The Kunoichi had turned on the Shinsengumi.
Meaning Hiko was no longer the immediate threat.
Something was wrong. The memory.
The memory was wrong.
In his mind the spinning top he brought to war and bequeathed to his first wife was the one he held as Shinta. That wasn't right. Shinta had laid one top at the resting place of his three guardians. Kenshin laid another at the grave of his beloved.
Where had the second top come from?
Where had the second spinning top, that he'd kept night and day at his side through war, come from?
Kyoto
The samurai charged.
He did not just charge. He flung himself at Hiko Seijuro the Twelfth, headfirst, with so much force and speed disproportionate to his seemingly slight body and frame, it caught Hiko off guard so viciously that she had to draw. Hiko met his strike at the last second, pulling battou-jutsu from pure reflex. Then instinct took over as the next strike struck low, prompting her to leap to evade, and as she came down her body put her into Ryūsuisen to end the fight.

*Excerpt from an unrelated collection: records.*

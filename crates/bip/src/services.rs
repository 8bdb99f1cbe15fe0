//! Verb tables for the bip services.
//!
//! The services themselves are not implemented; each action only reports what
//! it was asked to do.

use anyhow::{Result, bail};
use verbarg::{ParamDef, ParsedArgs, Registry, RegistryError, VerbDef};

pub const PROGRAM: &str = "bip";

const UNIXSOCK_ALIASES: [&str; 4] = ["unixsock", "sock", "sockpath", "unixsockpath"];

fn unixsock() -> ParamDef {
    ParamDef::new(
        "unixsock",
        UNIXSOCK_ALIASES,
        "Path of the unix socket to listen on.",
    )
    .takes_value()
}

fn pcapfile() -> ParamDef {
    ParamDef::new("pcapfile", ["pcapfile", "pcap"], "Pcap file to read from.")
        .optional()
        .takes_value()
}

pub fn verbs() -> Vec<VerbDef> {
    vec![
        VerbDef::new("node", "Creates a node.").params([
            ParamDef::new(
                "interface",
                ["interface", "int"],
                "Interface to capture packets from.",
            )
            .optional()
            .takes_value(),
            pcapfile(),
        ]),
        VerbDef::new("noded", "Runs the node daemon.").params([
            ParamDef::new(
                "interface",
                ["interface", "int", "iface"],
                "Interface to capture packets from.",
            )
            .optional()
            .takes_value(),
            pcapfile(),
            ParamDef::new("verbose", ["verbose", "v"], "Log every captured packet.").optional(),
        ]),
        VerbDef::new("fssd", "Runs the filesystem service daemon.").params([
            unixsock(),
            ParamDef::new(
                "workdir",
                ["workdir", "wdir", "wpath"],
                "Directory the service stores its files in.",
            )
            .takes_value(),
        ]),
        VerbDef::new("statd", "Runs the statistics daemon.").params([
            unixsock(),
            ParamDef::new(
                "interval",
                ["interval", "period"],
                "Seconds between two reports.",
            )
            .optional()
            .takes_value(),
        ]),
        VerbDef::new("mond", "Runs the monitoring daemon.").params([
            ParamDef::new("target", ["target", "addr"], "Address of the node to monitor.")
                .takes_value(),
            ParamDef::new("once", ["once"], "Probe once and exit.").optional(),
        ]),
    ]
}

pub fn registry() -> Result<Registry, RegistryError> {
    Registry::builder(PROGRAM).verbs(verbs()).build()
}

/// Run the stub action for a parsed invocation.
pub fn dispatch(args: &ParsedArgs) -> Result<()> {
    match args.verb.as_str() {
        "node" => {
            if args.has_key("interface") {
                tracing::info!(interface = ?args.get("interface"), "capturing from interface");
            } else if args.has_key("pcapfile") {
                tracing::info!(pcapfile = ?args.get("pcapfile"), "reading capture file");
            }
            not_implemented(args)
        }
        "noded" | "fssd" | "statd" | "mond" => not_implemented(args),
        other => bail!("no action registered for verb '{other}'"),
    }
}

fn not_implemented(args: &ParsedArgs) -> Result<()> {
    for (key, value) in args.iter() {
        tracing::info!(verb = %args.verb, key, value, "parameter");
    }
    println!("{}: '{}' is not implemented yet.", PROGRAM, args.verb);
    Ok(())
}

But the scuffle didn't end there — in seconds the samurai was in the air alongside her, sword flashing white. He was smaller, falling slower, but that was no error in judgement, that was by design as he now had the upper hand in height. In one dangerous roll forward he made up for force by flipping in the air and striking downwards—
There was no time to think. No time to brace. Only to shift slightly to mitigate the attack — a hard, jolting crack across her collarbone instead of her head.
"The sword!"
The samurai bore down on her, cracking the tile beneath her knee.
"Where did you get that sword! That cloak!"
She could tell by the very way he gripped his sword he knew how to use it, but the second her collar caught the blow her mind had gone blank.
"From where did you steal it?!"
Everything was smoke, haze.
She couldn't think straight.
In the air, working on instinct, they had both employed Ryūsuisen. Not only that, but his Ryūsuisen overtook her Ryūsuisen, breaking her form and putting her on the defensive. The samurai's eyes slowly grew wide as the same realisation caught up to him. They had both simply moved, with no thought to it, into the fight. But now there was shock in his eyes that were seeing everything and understanding nothing — exactly as disturbed and put-off as she was.
It was then, when she had a moment to pause, that Hiko saw it.
A scar — emblazoned across the samurai's cheek, stretched from the top of his lip to his ear on one end — shaped like a cross.
Hitokiri Battousai. Manslayer. Master of Battou-jutsu. Cross-shaped scar. What is your connection to Battousai?
"You—" Hiko clenched her teeth. "You are Battousai."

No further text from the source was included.